[Recorded information]:

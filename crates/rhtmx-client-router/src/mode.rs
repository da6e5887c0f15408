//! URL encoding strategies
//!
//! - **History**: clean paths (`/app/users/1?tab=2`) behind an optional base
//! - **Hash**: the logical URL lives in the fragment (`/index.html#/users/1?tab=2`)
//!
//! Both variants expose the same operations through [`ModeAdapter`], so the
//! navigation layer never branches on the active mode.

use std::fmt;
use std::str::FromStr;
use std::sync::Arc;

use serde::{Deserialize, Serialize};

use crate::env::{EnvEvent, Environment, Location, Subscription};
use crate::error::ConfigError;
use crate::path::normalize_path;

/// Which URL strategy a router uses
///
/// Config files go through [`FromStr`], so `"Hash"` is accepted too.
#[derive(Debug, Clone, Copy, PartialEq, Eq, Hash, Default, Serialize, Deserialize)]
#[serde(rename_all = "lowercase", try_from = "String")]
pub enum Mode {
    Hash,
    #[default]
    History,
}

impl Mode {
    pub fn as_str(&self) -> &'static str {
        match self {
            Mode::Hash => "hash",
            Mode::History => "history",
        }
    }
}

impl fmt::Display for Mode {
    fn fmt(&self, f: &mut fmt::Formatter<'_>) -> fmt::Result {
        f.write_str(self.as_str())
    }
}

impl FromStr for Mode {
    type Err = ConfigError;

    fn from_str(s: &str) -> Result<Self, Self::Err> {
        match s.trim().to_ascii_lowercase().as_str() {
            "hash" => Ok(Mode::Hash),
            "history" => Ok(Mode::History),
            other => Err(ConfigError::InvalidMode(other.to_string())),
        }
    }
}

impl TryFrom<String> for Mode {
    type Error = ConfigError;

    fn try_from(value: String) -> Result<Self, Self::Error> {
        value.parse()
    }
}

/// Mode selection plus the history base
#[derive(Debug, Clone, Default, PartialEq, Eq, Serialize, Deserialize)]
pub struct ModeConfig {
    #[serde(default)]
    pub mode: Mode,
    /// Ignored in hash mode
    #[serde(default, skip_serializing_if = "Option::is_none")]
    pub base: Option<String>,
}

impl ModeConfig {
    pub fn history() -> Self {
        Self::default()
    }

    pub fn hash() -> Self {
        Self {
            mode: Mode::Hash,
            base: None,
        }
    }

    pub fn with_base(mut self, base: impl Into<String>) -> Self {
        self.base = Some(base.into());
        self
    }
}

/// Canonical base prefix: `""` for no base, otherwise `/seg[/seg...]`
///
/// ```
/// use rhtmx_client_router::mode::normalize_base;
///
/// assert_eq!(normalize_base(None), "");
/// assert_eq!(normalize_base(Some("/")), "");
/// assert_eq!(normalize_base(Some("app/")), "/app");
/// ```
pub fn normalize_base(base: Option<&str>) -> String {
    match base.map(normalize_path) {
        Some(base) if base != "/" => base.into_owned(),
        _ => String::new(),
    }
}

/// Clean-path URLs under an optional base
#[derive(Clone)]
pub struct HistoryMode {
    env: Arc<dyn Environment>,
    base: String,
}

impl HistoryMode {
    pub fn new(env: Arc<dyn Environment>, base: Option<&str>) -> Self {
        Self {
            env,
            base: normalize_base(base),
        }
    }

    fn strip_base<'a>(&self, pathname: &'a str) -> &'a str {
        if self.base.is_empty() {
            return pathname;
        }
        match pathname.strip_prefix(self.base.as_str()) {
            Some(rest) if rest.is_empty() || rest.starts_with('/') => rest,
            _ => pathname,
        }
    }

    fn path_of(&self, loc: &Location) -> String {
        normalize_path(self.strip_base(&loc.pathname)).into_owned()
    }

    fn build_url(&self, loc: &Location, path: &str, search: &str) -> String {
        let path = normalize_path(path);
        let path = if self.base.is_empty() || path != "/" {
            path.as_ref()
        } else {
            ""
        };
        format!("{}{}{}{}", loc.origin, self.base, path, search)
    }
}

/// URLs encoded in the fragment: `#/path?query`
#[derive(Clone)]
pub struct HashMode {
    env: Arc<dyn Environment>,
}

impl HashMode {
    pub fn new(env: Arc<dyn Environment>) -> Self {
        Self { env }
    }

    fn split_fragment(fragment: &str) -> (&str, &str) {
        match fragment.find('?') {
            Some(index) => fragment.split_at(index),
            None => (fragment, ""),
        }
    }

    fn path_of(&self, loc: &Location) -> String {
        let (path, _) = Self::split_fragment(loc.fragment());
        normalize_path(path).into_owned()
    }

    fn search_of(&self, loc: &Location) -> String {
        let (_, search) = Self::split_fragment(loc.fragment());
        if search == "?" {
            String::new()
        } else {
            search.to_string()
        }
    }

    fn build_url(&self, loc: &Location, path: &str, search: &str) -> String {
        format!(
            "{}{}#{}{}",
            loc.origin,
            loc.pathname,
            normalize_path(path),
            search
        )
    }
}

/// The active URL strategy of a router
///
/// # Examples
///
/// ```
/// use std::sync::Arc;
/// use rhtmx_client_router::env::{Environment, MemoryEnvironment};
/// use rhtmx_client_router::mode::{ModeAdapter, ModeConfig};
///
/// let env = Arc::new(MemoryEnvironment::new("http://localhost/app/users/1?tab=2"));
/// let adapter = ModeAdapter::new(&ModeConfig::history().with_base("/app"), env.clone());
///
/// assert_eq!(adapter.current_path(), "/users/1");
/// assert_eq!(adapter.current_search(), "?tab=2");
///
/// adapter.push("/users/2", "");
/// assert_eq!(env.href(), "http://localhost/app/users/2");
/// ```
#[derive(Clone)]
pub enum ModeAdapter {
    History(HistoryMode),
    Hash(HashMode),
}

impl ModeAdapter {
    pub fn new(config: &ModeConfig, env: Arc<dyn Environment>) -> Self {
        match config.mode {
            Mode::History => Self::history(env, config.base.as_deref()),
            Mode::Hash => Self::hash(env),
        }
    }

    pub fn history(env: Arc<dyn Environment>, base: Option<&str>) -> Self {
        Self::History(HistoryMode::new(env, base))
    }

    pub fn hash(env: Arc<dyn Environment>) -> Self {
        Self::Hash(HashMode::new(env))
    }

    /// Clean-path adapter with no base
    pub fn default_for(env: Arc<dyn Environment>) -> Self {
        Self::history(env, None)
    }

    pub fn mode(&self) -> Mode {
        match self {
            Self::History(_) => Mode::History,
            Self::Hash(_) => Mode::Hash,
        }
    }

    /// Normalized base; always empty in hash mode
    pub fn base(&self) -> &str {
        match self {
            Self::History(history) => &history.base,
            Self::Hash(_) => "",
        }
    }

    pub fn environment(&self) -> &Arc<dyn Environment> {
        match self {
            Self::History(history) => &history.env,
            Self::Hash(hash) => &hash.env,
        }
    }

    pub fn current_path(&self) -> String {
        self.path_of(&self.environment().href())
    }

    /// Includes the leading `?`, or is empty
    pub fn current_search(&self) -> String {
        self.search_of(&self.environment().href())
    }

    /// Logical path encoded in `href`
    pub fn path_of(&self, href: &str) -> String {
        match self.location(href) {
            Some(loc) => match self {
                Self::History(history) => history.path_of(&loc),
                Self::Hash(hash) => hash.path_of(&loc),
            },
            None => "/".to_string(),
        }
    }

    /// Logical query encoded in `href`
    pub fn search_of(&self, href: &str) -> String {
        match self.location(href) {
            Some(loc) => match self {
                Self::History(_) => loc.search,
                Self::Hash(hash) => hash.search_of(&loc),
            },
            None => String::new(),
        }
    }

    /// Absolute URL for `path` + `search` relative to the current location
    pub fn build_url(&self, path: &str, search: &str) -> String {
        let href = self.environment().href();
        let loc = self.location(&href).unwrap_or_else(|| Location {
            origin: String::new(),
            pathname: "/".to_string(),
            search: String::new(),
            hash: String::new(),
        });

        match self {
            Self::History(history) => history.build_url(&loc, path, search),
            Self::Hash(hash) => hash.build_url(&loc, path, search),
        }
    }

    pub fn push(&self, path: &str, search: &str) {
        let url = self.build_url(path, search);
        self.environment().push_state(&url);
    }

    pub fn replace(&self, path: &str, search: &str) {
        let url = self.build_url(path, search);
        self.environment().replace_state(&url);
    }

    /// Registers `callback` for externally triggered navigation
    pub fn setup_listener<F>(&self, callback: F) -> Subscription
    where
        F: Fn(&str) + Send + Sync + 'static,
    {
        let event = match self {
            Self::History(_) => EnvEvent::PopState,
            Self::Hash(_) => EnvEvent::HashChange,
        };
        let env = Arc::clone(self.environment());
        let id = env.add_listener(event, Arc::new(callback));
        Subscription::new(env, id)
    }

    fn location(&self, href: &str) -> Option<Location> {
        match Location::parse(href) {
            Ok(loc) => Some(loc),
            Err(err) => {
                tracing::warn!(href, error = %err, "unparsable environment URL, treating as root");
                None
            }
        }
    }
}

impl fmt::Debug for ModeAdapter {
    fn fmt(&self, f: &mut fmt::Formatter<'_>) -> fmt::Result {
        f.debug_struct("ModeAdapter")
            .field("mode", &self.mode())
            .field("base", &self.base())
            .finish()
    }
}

[What you are asked to do]: Copy each line from the data above that includes "optional".

[Response to this task]:
//! - **History**: clean paths (`/app/users/1?tab=2`) behind an optional base
/// Clean-path URLs under an optional base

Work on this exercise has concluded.